Respect de délais et engagements
Des sélections qui « donneront aux citoyens européens des moyens de peser sur la gouvernance de l’Union européenne et de décider de ses futures orientations. La Guinée ne fait pas exception à des réflexions similaires en ce moment charnière de son histoire », indique Jolita Pons, qui ajoute : « Je suis certaine aujourd’hui que chaque citoyen guinéen s’interroge aujourd’hui sur l’avenir de son pays. La future Constitution tant attendue en sera une pierre fondatrice. Il est juste qu’elle soit adoptée avec l’accord du peuple dans le respect des délais et des engagements pris », par le CNRD.
Un rappel pas anodin. Le Général Mamadi Doum-bouillant avait annoncé le 31 décembre dernier, à l’occasion du nouvel élan, qu’un référendum se tiendra en 2024, pour adopter une nouvelle Constitution. Auparavant, le CNRD qu’il dirige avait signé un « compromis dynamique » avec la Cédéao, pour une transition de deux ans, à compter de janvier 2023. Mais ce « compromis » semble compromis, tant les chances de voir organiser les sélections cette année sont minces.
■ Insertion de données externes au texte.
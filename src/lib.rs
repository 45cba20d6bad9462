//! Capacitive touch slider gesture engine.
//!
//! A `SliderSensor` sits on top of a `ChannelFsm` that reports smoothed
//! readings and active flags for a row of touch pads. Each `handle_events`
//! tick turns those into a filtered finger position, swipe gestures and a
//! release displacement, delivered to a `SliderEventHandler`.

pub mod centroid;
pub mod config;
pub mod error;
pub mod events;
pub mod fsm;
pub mod gestures;
pub mod idle;
pub mod input;
pub mod quantify;
pub mod registry;
pub mod scripted;
pub mod sensor;
pub mod simulate;
pub mod tracker;

pub use config::{FsmTuning, MAX_CHANNELS, MAX_FREQUENCIES, SliderConfig, Tuning};
pub use error::{Result, SliderError};
pub use events::{NoopHandler, SliderEvent, SliderEventHandler};
pub use fsm::{ChannelFsm, FsmSettings, SoftwareFsm};
pub use input::{PollingSampler, PushSampler, RawChannelSampler, RawSample, SampleFeeder};
pub use sensor::{SliderSensor, SliderState};
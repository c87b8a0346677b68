//! polytri - Triangulation of polygonal regions
//!
//! Decomposes arbitrary two-dimensional polygonal regions into
//! non-overlapping triangles whose union is exactly the input region. The
//! regions may be non-convex, may contain holes, and may consist of several
//! disjoint pieces.
//!
//! The engine merges holes into their enclosing boundaries, splits the
//! result into y-monotone pieces with a plane sweep, and triangulates each
//! piece in linear time. Output triangles reference input vertices by
//! index, so callers keep full control over their point data.
//!
//! # Example
//!
//! ```
//! use polytri::{triangulate, Point2, Ring};
//!
//! // A 4x4 plate with a 1x1 opening.
//! let outer = Ring::new(vec![
//!     Point2::new(0.0, 0.0),
//!     Point2::new(4.0, 0.0),
//!     Point2::new(4.0, 4.0),
//!     Point2::new(0.0, 4.0),
//! ]);
//! let hole = Ring::new(vec![
//!     Point2::new(1.5, 1.5),
//!     Point2::new(1.5, 2.5),
//!     Point2::new(2.5, 2.5),
//!     Point2::new(2.5, 1.5),
//! ]);
//!
//! let triangles = triangulate(&[outer, hole]).unwrap();
//!
//! let total: f64 = triangles.iter().map(|t| t.area()).sum();
//! assert!((total - 15.0).abs() < 1e-7);
//! ```

pub mod error;
pub mod polygon;
pub mod predicates;
pub mod primitives;

pub use error::TriangulateError;
pub use polygon::{triangulate, triangulate_indexed, Ring, Triangle, TriangulationResult};
pub use predicates::{point_in_triangle, sweep_before, triangle_area};
pub use primitives::{Point2, Vec2};
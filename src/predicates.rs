//! Geometric predicates for the triangulation pipeline.
//!
//! All predicates use ordinary floating-point arithmetic. Robustness on
//! nearly-degenerate input is best-effort; callers with stricter needs must
//! pre-condition their data.

use crate::primitives::Point2;
use num_traits::Float;
use std::cmp::Ordering;

/// Cross product of the vectors (b - a) and (c - a).
///
/// This equals twice the signed area of triangle abc: positive when the
/// triangle winds counter-clockwise, negative when clockwise, zero when the
/// points are collinear.
#[inline]
pub fn cross<F: Float>(a: Point2<F>, b: Point2<F>, c: Point2<F>) -> F {
    (b - a).cross(c - a)
}

/// Signed area of triangle abc.
///
/// Positive for counter-clockwise winding, negative for clockwise.
#[inline]
pub fn triangle_area<F: Float>(a: Point2<F>, b: Point2<F>, c: Point2<F>) -> F {
    cross(a, b, c) / F::from(2.0).unwrap()
}

/// Tests if point `p` lies inside or on the boundary of triangle abc.
///
/// The triangle may be given in either winding; the test checks that the
/// three sub-triangle areas do not carry opposing signs.
///
/// # Example
///
/// ```
/// use polytri::predicates::point_in_triangle;
/// use polytri::Point2;
///
/// let a = Point2::new(0.0_f64, 0.0);
/// let b = Point2::new(2.0, 0.0);
/// let c = Point2::new(1.0, 2.0);
///
/// assert!(point_in_triangle(Point2::new(1.0, 0.5), a, b, c));
/// assert!(point_in_triangle(Point2::new(1.0, 0.0), a, b, c)); // on an edge
/// assert!(!point_in_triangle(Point2::new(2.0, 2.0), a, b, c));
/// ```
pub fn point_in_triangle<F: Float>(p: Point2<F>, a: Point2<F>, b: Point2<F>, c: Point2<F>) -> bool {
    let d1 = cross(a, b, p);
    let d2 = cross(b, c, p);
    let d3 = cross(c, a, p);

    let has_neg = d1 < F::zero() || d2 < F::zero() || d3 < F::zero();
    let has_pos = d1 > F::zero() || d2 > F::zero() || d3 > F::zero();

    !(has_neg && has_pos)
}

/// Tests if point `p` lies strictly inside triangle abc.
///
/// Points on an edge or at a corner are reported as outside.
pub fn point_in_triangle_strict<F: Float>(
    p: Point2<F>,
    a: Point2<F>,
    b: Point2<F>,
    c: Point2<F>,
) -> bool {
    let d1 = cross(a, b, p);
    let d2 = cross(b, c, p);
    let d3 = cross(c, a, p);

    (d1 > F::zero() && d2 > F::zero() && d3 > F::zero())
        || (d1 < F::zero() && d2 < F::zero() && d3 < F::zero())
}

/// Returns true if `a` is processed before `b` by the top-to-bottom sweep.
///
/// The sweep visits higher y first; exact ties are broken by smaller x.
#[inline]
pub fn sweep_before<F: Float>(a: Point2<F>, b: Point2<F>) -> bool {
    a.y > b.y || (a.y == b.y && a.x < b.x)
}

/// Total ordering of sweep events: y descending, then x ascending.
///
/// Coincident points compare equal; callers that need a strict order break
/// the remaining tie themselves.
pub fn sweep_cmp<F: Float>(a: Point2<F>, b: Point2<F>) -> Ordering {
    match b.y.partial_cmp(&a.y) {
        Some(Ordering::Equal) | None => a.x.partial_cmp(&b.x).unwrap_or(Ordering::Equal),
        Some(ord) => ord,
    }
}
N’empêche, l’UE se tient aux côtés de la Guinée pour « renforcer la bonne gouvernance et lutter contre la corruption », a rassuré la Cheffe de la Délégation de l’UE en Guinée. Les projets et programmes pilotés par l’UE en Guinée vont de la construction de nouvelles lignes électriques à celles des infrastructures de santé, en passant par la lutte contre la violence faite aux femmes, l’accès à la justice, la formation professionnelle, le soutien à la société civile, la défense des droits humains. Excusez du peu ! « Mais, déclare Jolita Pons, toutes ces contributions ne pourront mener à une amélioration significative et durable dans la vie de chaque Guinéen qu’à deux conditions : le respect de l’Etat de droit et des libertés fondamentales et un investissement renforcé dans la Jeunesse du pays. Les partenaires peuvent certes contribuer, mais ils ne peuvent se substituer en revanche à la volonté politique. » Elle encourage et rassure le PM Amadeus Oury Bah et son goubernement du soutien de l’UE « dès lors qu’il s’agira d’améliorer les conditions de vie de l’ensemble des populations guinéennes tant éprouvées depuis plusieurs mois. » Aïe !
Du berger à la bergère
La réplique de Mori-Sans-dents Kouyaté à Dame Jolita Pons ne s’est pas fait attendre. Débout sur l’estrade, le ministre se tourne vers son PM arrêté aux côtés de Jolita Pons, Bouba Yacine de la HAC et le Faciné Sylla, vice-prési du CNT. Il se sent en droit de « répondre à l’adresse diplomatique appréciable de Mme l’Ambassadeur de l’UE en Guinée ». Après avoir souhaité bonne fête aux Européens et à l’Europe, il retrace « la fascinante histoire » de la construction de l’UE, il y a 74 ans. Période pendant laquelle l’organisation est passée d’un homme (Robert Schuman) à quatre. De six à une vingtaine de pays, aujourd’hui. Une évolution qui « prouve que la construction des pays et des organisations internationales ne se fait pas à coup de baguette magique. Elle se fait par des peuples sous le leadership de grands hommes et surtout de grandes dames. La Guinée est dans ce processus », clame le ministre des Affres étranges, avant d’enchaîner, sans diplomagie : « Contrairement à ce que certains pensent, ce n’est pas chaque Guinéen qui s’interroge sur l’avenir de notre pays. C’est plutôt le pays sous le leadership du CNRD et de son Président qui s’est interrogé et proposé subséquemment à tous les Guinéens, sans exclusion, en tant que Nation, un programme de refondation à travers un dialogue inter-guinéen inclusif. Notre jeune nation est fragile pour la laisser dans les seules mains individuelles. Nous sommes totalement engagés dans la défense des droits de la personne humaine à laquelle j’ai dédié ma propre vie. »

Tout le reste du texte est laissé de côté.